Les premières fois, quelles qu’elles soient, ont toujours un petit goût particulier. Pour certaines, on se demande d’ailleurs comment l’instant n’a pas pu se présenter avant. C’est vrai, un orage, finalement, c’est assez courant ! Même en ville. Ce qui l’est moins, c’est de pouvoir le photographier. Les villes habitées étant souvent peuplées d’immeubles hauts, seuls les plus chanceux ont un ciel ouvert offert à leurs yeux. Cette hauteur oriente notre regard, souvent stoppé net par une façade lorsqu’il s’aventure à se projeter à l’horizon. Lever la tête pour avoir droit à une étroite fenêtre sur le ciel.

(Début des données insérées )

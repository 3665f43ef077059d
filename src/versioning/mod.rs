// ============================================================================
// Versioning Infrastructure
// ============================================================================
//
// Generic version-history machinery shared by every versioned aggregate.
// Domain-specific code is in src/domain/
//
// ============================================================================

// Core abstractions (GENERIC - works with any versioned entity)
mod core;
mod store;

pub use self::core::*;
pub use self::store::*;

Montréal est une ville basse. Avec beaucoup d’habitations de 2, 3 étages principalement. A tout moment, le ciel est présent, dans sa globalité. Il s’étend nonchalamment comme s’il était chez lui, au lieu de se frayer un chemin entre les briques arrangées. A fortiori, un soir d’orage. Ce qui rend plus faciles certaines premières fois, donc. Enfin, moins difficiles. Car, réussir à capturer un éclair dans sa boîte noire relève, pour le néophyte, d’un lumineux coup de chance ! On tente de raisonner, on croit pouvoir définir un cycle, prévoir leur manifestation, on compte le temps entre le tonnerre et l’éclair pour évaluer la distance au son et lumière gratuit, et après plusieurs échecs, on finit par cadrer large et mettre un temps de pause suffisamment long en se disant qu’il y tombera bien « quelque chose ». Le plus souvent, un halo lumineux, comme s’il faisait jour en pleine nuit. Et dans le tas, miraculeusement, un éclair. Qu’on manque d’effacer dans la précipitation. Un bel éclair torturé mais bien décidé, venant s’échouer dans une zone pas si lointaine. Une magie. Qui ne se reproduit pas. Le résultat n’a rien d’extraordinaire. Seulement, le seul fait d’être la première image de ce genre la rend extra-ordinaire… L’orage se déplace, des trombes d’eau balayent les rues désertées, les premières feuilles jaunes tombent au sol, les flashs se détournent, le tonnerre gronde toujours, mais il est déjà plus sourd. La tempête se poursuit ailleurs. Avec sûrement, à d’autres fenêtres, d’autres admirateurs…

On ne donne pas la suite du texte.